• Task to complete: Go through the records and report each line in which the word "true" occurs.

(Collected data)
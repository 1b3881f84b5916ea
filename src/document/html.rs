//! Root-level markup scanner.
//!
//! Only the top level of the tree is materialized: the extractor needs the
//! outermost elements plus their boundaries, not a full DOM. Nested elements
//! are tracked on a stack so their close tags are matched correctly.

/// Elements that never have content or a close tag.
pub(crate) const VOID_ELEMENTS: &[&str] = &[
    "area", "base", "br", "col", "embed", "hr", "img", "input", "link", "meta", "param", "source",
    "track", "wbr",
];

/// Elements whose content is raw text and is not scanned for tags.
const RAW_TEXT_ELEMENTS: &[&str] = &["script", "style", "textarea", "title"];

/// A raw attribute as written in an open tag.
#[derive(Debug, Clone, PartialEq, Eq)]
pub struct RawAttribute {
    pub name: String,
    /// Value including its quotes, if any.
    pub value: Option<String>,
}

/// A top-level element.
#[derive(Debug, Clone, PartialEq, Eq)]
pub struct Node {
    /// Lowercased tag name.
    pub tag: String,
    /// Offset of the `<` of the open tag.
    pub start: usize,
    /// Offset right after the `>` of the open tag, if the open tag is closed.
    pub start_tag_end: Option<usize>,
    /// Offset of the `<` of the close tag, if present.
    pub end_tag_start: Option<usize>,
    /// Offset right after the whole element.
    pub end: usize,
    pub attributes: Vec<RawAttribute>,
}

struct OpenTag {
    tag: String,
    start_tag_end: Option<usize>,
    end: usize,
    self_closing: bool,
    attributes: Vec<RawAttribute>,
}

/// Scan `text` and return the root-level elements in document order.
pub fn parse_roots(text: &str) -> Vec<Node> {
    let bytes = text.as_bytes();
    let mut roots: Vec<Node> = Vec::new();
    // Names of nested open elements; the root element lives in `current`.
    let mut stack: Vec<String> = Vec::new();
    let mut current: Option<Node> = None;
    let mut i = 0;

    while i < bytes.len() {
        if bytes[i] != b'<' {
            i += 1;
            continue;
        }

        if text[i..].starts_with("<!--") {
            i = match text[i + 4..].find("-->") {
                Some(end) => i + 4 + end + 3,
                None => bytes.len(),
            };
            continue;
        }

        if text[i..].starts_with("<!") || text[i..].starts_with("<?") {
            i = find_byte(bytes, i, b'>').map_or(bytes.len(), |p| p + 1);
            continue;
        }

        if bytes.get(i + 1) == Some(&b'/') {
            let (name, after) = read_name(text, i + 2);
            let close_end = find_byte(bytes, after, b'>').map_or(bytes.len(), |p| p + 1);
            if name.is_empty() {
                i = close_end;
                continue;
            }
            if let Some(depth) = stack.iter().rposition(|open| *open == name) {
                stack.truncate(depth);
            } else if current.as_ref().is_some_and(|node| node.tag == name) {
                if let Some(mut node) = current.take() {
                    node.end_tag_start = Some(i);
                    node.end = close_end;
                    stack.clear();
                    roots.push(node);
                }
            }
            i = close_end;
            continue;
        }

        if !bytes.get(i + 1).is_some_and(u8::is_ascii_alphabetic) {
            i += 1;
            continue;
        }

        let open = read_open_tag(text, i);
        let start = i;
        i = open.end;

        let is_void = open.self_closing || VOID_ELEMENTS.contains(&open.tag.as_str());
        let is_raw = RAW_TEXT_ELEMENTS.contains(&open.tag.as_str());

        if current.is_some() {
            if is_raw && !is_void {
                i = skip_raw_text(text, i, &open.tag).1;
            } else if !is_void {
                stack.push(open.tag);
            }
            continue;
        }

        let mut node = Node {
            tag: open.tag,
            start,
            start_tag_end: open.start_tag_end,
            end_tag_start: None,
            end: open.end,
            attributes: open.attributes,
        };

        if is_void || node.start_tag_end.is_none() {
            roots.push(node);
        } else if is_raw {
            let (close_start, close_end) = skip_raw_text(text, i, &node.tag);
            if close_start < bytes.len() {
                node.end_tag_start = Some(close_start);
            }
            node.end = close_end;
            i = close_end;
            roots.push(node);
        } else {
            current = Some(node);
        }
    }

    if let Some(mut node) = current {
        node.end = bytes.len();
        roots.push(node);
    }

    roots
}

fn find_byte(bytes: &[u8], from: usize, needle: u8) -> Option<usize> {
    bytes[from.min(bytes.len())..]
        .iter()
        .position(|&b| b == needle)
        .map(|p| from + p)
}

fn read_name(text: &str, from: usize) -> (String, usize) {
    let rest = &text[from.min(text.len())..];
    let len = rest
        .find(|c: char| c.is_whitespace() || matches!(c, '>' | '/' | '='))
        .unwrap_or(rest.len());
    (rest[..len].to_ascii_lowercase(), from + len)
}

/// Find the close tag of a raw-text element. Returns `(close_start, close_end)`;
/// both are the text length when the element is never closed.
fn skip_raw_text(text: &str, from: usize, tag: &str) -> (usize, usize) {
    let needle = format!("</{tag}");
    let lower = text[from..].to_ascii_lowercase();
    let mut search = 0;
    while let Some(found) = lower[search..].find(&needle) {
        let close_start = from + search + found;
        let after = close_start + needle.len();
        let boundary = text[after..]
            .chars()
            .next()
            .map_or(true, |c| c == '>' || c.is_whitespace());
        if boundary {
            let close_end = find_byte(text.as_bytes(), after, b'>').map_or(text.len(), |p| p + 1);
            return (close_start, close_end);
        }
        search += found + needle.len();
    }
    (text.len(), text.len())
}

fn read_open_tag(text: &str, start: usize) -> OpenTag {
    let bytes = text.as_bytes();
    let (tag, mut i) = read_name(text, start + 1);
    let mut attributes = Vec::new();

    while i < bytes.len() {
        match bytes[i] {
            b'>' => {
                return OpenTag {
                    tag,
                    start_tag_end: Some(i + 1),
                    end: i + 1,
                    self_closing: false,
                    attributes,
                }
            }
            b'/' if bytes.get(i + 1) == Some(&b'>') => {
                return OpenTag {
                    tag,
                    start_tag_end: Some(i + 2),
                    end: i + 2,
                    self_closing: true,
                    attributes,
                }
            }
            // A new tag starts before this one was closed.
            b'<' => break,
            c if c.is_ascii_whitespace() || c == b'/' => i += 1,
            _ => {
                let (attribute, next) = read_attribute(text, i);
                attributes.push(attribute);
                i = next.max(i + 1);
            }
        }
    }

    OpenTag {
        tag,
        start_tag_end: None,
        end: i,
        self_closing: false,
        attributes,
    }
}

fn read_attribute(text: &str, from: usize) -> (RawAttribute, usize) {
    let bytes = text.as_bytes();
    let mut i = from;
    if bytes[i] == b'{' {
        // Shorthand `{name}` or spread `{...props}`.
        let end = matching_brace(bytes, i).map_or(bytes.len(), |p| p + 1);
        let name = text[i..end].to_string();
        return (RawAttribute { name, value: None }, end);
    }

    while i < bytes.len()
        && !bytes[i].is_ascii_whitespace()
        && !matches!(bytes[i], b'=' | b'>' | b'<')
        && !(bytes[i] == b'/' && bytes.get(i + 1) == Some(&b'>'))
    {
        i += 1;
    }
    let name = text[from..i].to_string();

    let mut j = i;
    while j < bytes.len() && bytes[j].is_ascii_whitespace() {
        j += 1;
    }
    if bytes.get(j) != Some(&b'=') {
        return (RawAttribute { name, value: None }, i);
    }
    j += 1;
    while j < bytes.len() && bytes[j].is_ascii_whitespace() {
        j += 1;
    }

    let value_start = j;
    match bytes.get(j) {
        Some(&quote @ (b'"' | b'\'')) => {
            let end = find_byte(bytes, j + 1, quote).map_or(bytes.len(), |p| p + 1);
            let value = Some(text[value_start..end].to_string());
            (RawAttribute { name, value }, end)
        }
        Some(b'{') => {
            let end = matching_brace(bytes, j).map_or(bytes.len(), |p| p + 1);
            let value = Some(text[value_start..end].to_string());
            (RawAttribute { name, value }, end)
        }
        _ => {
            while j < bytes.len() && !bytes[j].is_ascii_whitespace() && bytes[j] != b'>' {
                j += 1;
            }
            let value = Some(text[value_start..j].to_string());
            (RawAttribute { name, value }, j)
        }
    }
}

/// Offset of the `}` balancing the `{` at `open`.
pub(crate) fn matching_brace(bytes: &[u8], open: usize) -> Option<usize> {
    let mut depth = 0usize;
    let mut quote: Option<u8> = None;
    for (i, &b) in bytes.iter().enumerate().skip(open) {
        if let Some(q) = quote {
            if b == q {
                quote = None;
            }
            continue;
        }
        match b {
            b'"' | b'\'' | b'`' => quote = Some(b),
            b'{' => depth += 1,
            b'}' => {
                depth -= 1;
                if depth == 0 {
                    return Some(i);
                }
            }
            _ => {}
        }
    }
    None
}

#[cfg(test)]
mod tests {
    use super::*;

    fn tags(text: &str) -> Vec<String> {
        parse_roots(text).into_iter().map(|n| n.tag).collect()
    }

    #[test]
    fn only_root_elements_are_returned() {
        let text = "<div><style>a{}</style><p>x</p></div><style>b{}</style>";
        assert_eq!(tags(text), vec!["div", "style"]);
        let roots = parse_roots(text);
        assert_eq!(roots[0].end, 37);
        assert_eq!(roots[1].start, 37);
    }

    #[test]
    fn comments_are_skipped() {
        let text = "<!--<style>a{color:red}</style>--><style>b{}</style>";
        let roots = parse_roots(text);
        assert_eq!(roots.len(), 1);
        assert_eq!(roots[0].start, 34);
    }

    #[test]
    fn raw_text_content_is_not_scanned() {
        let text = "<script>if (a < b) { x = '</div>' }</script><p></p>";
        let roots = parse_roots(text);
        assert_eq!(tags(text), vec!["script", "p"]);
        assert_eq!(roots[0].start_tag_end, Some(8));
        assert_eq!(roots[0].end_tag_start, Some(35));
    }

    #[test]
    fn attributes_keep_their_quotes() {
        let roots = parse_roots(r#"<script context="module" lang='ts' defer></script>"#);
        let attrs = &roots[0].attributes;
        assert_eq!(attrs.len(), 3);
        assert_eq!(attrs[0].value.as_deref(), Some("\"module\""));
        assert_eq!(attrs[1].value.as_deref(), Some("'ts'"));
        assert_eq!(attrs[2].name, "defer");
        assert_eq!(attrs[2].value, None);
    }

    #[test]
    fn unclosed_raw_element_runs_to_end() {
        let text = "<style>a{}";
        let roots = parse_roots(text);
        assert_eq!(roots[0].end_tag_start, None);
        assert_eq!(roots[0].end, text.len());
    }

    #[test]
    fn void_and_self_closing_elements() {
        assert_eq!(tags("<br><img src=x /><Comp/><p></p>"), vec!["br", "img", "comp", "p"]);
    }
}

• Solution to the exercise:
            .map_or(true, |c| c == '>' || c.is_whitespace());
                    self_closing: true,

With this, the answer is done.